Among the records that follow, find each line holding the word "actual" and copy it.

Stored items
Start of Block

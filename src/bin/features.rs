//! Command line tool to inspect the LayoutLM features of page datapoints

use std::path::PathBuf;

use anyhow::{anyhow, Result};
use deepdoc_lm::{
    cli::tokenizers::TokenizerSource,
    datasets::{jsonl, LoadableDataset},
    mapper::{image_to_layoutlm, image_to_layoutlm_features, Padding},
    pipelines::ServiceConfig,
};
use pico_args::Arguments;

const HELP: &str = "\
Usage: features DATAPOINTS [OPTIONS]

Arguments:
  DATAPOINTS           A JSON lines file with one serialized page per line

Options:
  -h, --help           Print help
  -t, --tokenizer      A Hub model name or a tokenizer.json file
                       (defaults to 'microsoft/layoutlm-base-uncased')
  -c, --config         A JSON or YAML service config
  -m, --max-length     Maximum number of tokens per row
  --no-padding         Leave rows unpadded
  --overflow           Split long pages into several rows instead of truncating
  --legacy             Tokenize one word at a time
";

#[derive(Debug)]
struct Args {
    datapoints: PathBuf,
    tokenizer: Option<String>,
    config: Option<PathBuf>,
    max_length: Option<usize>,
    no_padding: bool,
    overflow: bool,
    legacy: bool,
}

impl Args {
    fn parse() -> Result<Option<Self>> {
        let mut pargs = Arguments::from_env();

        // Help has a higher priority and should be handled separately.
        if pargs.contains(["-h", "--help"]) {
            return Ok(None);
        }

        let args = Args {
            tokenizer: pargs.opt_value_from_str(["-t", "--tokenizer"])?,
            config: pargs.opt_value_from_str(["-c", "--config"])?,
            max_length: pargs.opt_value_from_str(["-m", "--max-length"])?,
            no_padding: pargs.contains("--no-padding"),
            overflow: pargs.contains("--overflow"),
            legacy: pargs.contains("--legacy"),
            datapoints: pargs.free_from_str().map_err(|e| match e {
                pico_args::Error::MissingArgument => {
                    anyhow!("Missing required argument: DATAPOINTS")
                }
                _ => anyhow!("{}", e),
            })?,
        };

        Ok(Some(args))
    }

    /// The config file, with command line flags taking precedence
    fn service_config(&self) -> Result<ServiceConfig> {
        let mut config = match &self.config {
            Some(path) => ServiceConfig::load(path)?,
            None => ServiceConfig::default(),
        };

        if let Some(tokenizer) = &self.tokenizer {
            config.tokenizer = tokenizer.clone();
        }

        if let Some(max_length) = self.max_length {
            config.features.max_length = Some(max_length);
        }

        if self.no_padding {
            config.features.padding = Padding::DoNotPad;
        }

        if self.overflow {
            config.features.return_overflowing_tokens = true;
        }

        if self.legacy {
            config.legacy_mapping = true;
        }

        Ok(config)
    }
}

#[tokio::main]
async fn main() -> Result<()> {
    pretty_env_logger::init();

    let Some(args) = Args::parse()? else {
        print!("{}", HELP);

        return Ok(());
    };

    let config = args.service_config()?;

    let source = TokenizerSource::try_from(config.tokenizer.as_str())?;
    let tokenizer = source.load(config.features.max_length).await?;

    let dataset = jsonl::Dataset::load(&args.datapoints).await?;

    for dp in dataset.iter() {
        let features = if config.legacy_mapping {
            image_to_layoutlm(dp, &tokenizer, &config.features)?
        } else {
            image_to_layoutlm_features(dp, &tokenizer, &config.features)?
        };

        match features {
            Some(features) => println!("{}", serde_json::to_string(&features)?),
            None => log::info!("Skipping {}: no words", dp.image_id),
        }
    }

    Ok(())
}
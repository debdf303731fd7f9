/// File utilities
pub mod files;

/// Hugging Face utilities
pub mod hugging_face;

/// Padding utilities for token sequences
pub mod sequences;

/// Deterministic annotation ids
pub mod ids;
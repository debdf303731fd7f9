use std::collections::BTreeMap;

use crate::mapper::LayoutLmFeatures;

/// Classification results
pub mod results;

/// Logit decoding helpers for model implementations
pub mod decode;

/// Pretrained model configuration
pub mod config;

pub use config::Config;
pub use results::{SequenceClassResult, TokenClassResult};

/// A pretrained language model
pub trait LanguageModel {
    /// The name of the model (e.g., "microsoft/layoutlm-base-uncased")
    fn name(&self) -> &str;

    /// A mapping from class ids to class name labels
    fn categories(&self) -> &BTreeMap<usize, String>;
}

/// A model labelling each token of a sequence
pub trait TokenClassifier: LanguageModel {
    /// Predict a class for every token of every feature row
    fn predict(&self, features: &LayoutLmFeatures) -> anyhow::Result<Vec<TokenClassResult>>;
}

/// A model labelling a whole sequence
pub trait SequenceClassifier: LanguageModel {
    /// Predict one class for the page the feature rows belong to
    fn predict(&self, features: &LayoutLmFeatures) -> anyhow::Result<SequenceClassResult>;
}

/// Model Error
#[derive(thiserror::Error, Debug)]
pub enum ModelError {
    /// The config file could not be read
    #[error("unable to read {0}: {1}")]
    Io(String, #[source] std::io::Error),

    /// The config file could not be parsed
    #[error("unable to parse model config {0}: {1}")]
    Config(String, #[source] serde_json::Error),

    /// A predicted class id has no label
    #[error("no label found for class id {0}")]
    UnknownClass(usize),

    /// Model output does not match the features or the labels
    #[error("expected {expected} values but got {actual}")]
    Shape {
        /// The expected size
        expected: usize,

        /// The actual size
        actual: usize,
    },
}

End of Block

→ Response to the task
    #[error("expected {expected} values but got {actual}")]
        /// The actual size
        actual: usize,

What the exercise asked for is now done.